The Economist: Airtime is Money – pre-paid mobile phone minutes as currency

In a recent article, The Economist takes a brief look at the continued, and growing, use of mobile air time as money in many African countries.  It would seem that banks everywhere, Africa included, just can’t give people what they want. Mobile air time holds its value and can be transferred in small amounts quickly and anonymously.

“Services such as M-Pesa in Kenya, allows account-holders to transfer legal tender electronically to fellow account-holders by entering commands on a mobile phone. Popular though such services are, they have not stopped an older form of mobile money flourishing. This sort uses pre-paid mobile-airtime minutes as a de facto currency that can be transferred between phones, exchanged for cash with dealers who rent out phones, or bartered for goods and services.”

“Pre-paid minutes can be swapped for cash or spent in shops most easily in Côte d’Ivoire, Egypt, Ghana and Uganda, says Chris Chan of Tranglo, a Malaysian firm that facilitates ‘airtime remittances’ to mobile phones. Airtime is commonly used as money in Nigeria, too. Hannes Van Rensburg, Visa’s boss for sub-Saharan Africa, says this is partly because regulators there have made it difficult for banks to offer the newer form of mobile money.”

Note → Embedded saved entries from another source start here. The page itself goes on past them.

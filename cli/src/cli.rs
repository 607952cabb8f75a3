//! # CLI Interface
//!
//! Defines the command-line argument structure for `tally` using `clap`
//! derive. Five subcommands: `record`, `history`, `verify`, `players`,
//! and `clear`.

use clap::{Parser, Subcommand};
use std::path::PathBuf;

use tally_chain::config::STORE_FILE_NAME;

/// Score ledger inspector for the Tally arcade shell.
///
/// Reads and maintains the hash-chained `records.json` the game writes:
/// list a player's runs, verify chain integrity, record runs by hand, or
/// wipe the ledger.
#[derive(Parser, Debug)]
#[command(
    name = "tally",
    about = "Tamper-evident score ledger inspector",
    version,
    propagate_version = true
)]
pub struct TallyCli {
    /// Path to the ledger file.
    #[arg(
        long,
        short = 's',
        env = "TALLY_STORE",
        default_value = STORE_FILE_NAME,
        global = true
    )]
    pub store: PathBuf,

    /// Log output format: "pretty" or "json".
    #[arg(long, env = "TALLY_LOG_FORMAT", default_value = "pretty", global = true)]
    pub log_format: String,

    /// Subcommand to execute.
    #[command(subcommand)]
    pub command: Commands,
}

/// Top-level subcommands for the `tally` binary.
#[derive(Subcommand, Debug)]
pub enum Commands {
    /// Record a completed run.
    Record(RecordArgs),
    /// Show a player's run history (or the flattened aggregate view).
    History(HistoryArgs),
    /// Verify chain integrity for every player and report altered rows.
    Verify(VerifyArgs),
    /// List known players with their best level and run count.
    Players,
    /// Delete the entire ledger. All players, all history, no undo.
    Clear(ClearArgs),
}

/// Arguments for the `record` subcommand.
#[derive(Parser, Debug)]
pub struct RecordArgs {
    /// Level reached when the run ended (≥ 1).
    pub level: u32,

    /// Run duration in seconds (≥ 0).
    pub duration: f64,

    /// Player key (usually an email). Omit to record anonymously.
    #[arg(long, short = 'p')]
    pub player: Option<String>,

    /// Display name to embed in the block.
    #[arg(long, short = 'n')]
    pub name: Option<String>,
}

/// Arguments for the `history` subcommand.
#[derive(Parser, Debug)]
pub struct HistoryArgs {
    /// Player key to show. Omit for the anonymous chain.
    #[arg(long, short = 'p')]
    pub player: Option<String>,

    /// Show the flattened aggregate view instead of a single player.
    #[arg(long, conflicts_with = "player")]
    pub all: bool,
}

/// Arguments for the `verify` subcommand.
#[derive(Parser, Debug)]
pub struct VerifyArgs {
    /// Restrict verification to one player key.
    #[arg(long, short = 'p')]
    pub player: Option<String>,

    /// Skip the deep content audit and run only the link check.
    #[arg(long)]
    pub links_only: bool,
}

/// Arguments for the `clear` subcommand.
#[derive(Parser, Debug)]
pub struct ClearArgs {
    /// Required confirmation; `clear` refuses to run without it.
    #[arg(long)]
    pub yes: bool,
}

“But even in places like Kenya, airtime minutes are still being used as currency. Unlike mobile money, airtime’s value does not rely directly on a government’s stability or ability to hold down inflation by, say, showing restraint printing money. Opening a mobile-money account typically requires waiting for days after showing your ID. In contrast, airtime can often be purchased and sent immediately and anonymously. Because many telecoms firms in Africa and elsewhere transfer minutes nationwide free of charge, airtime is especially useful for settling small debts.”

In Zimbabwe, for example, American banknotes have largely replaced the hyperinflation-ravaged Zimbabwean dollar. American coins are scarce, however, so pretty much everybody in Zimbabwe transfers airtime in their place at least occasionally, says Oswell Binha, president of the Zimbabwe National Chamber of Commerce in Harare.”

Yo! Time, a Harare-based start-up that simplifies these retailer-to-shopper airtime payouts, processes more than 9,000 payouts a day for clients; six months ago the figure was 2,000.

“Some authorities are concerned about airtime’s use as money. As one industry executive puts it, network operators are, in effect, ‘issuing their own currency’ and setting its exchange rate; central banks tend to dislike such things.”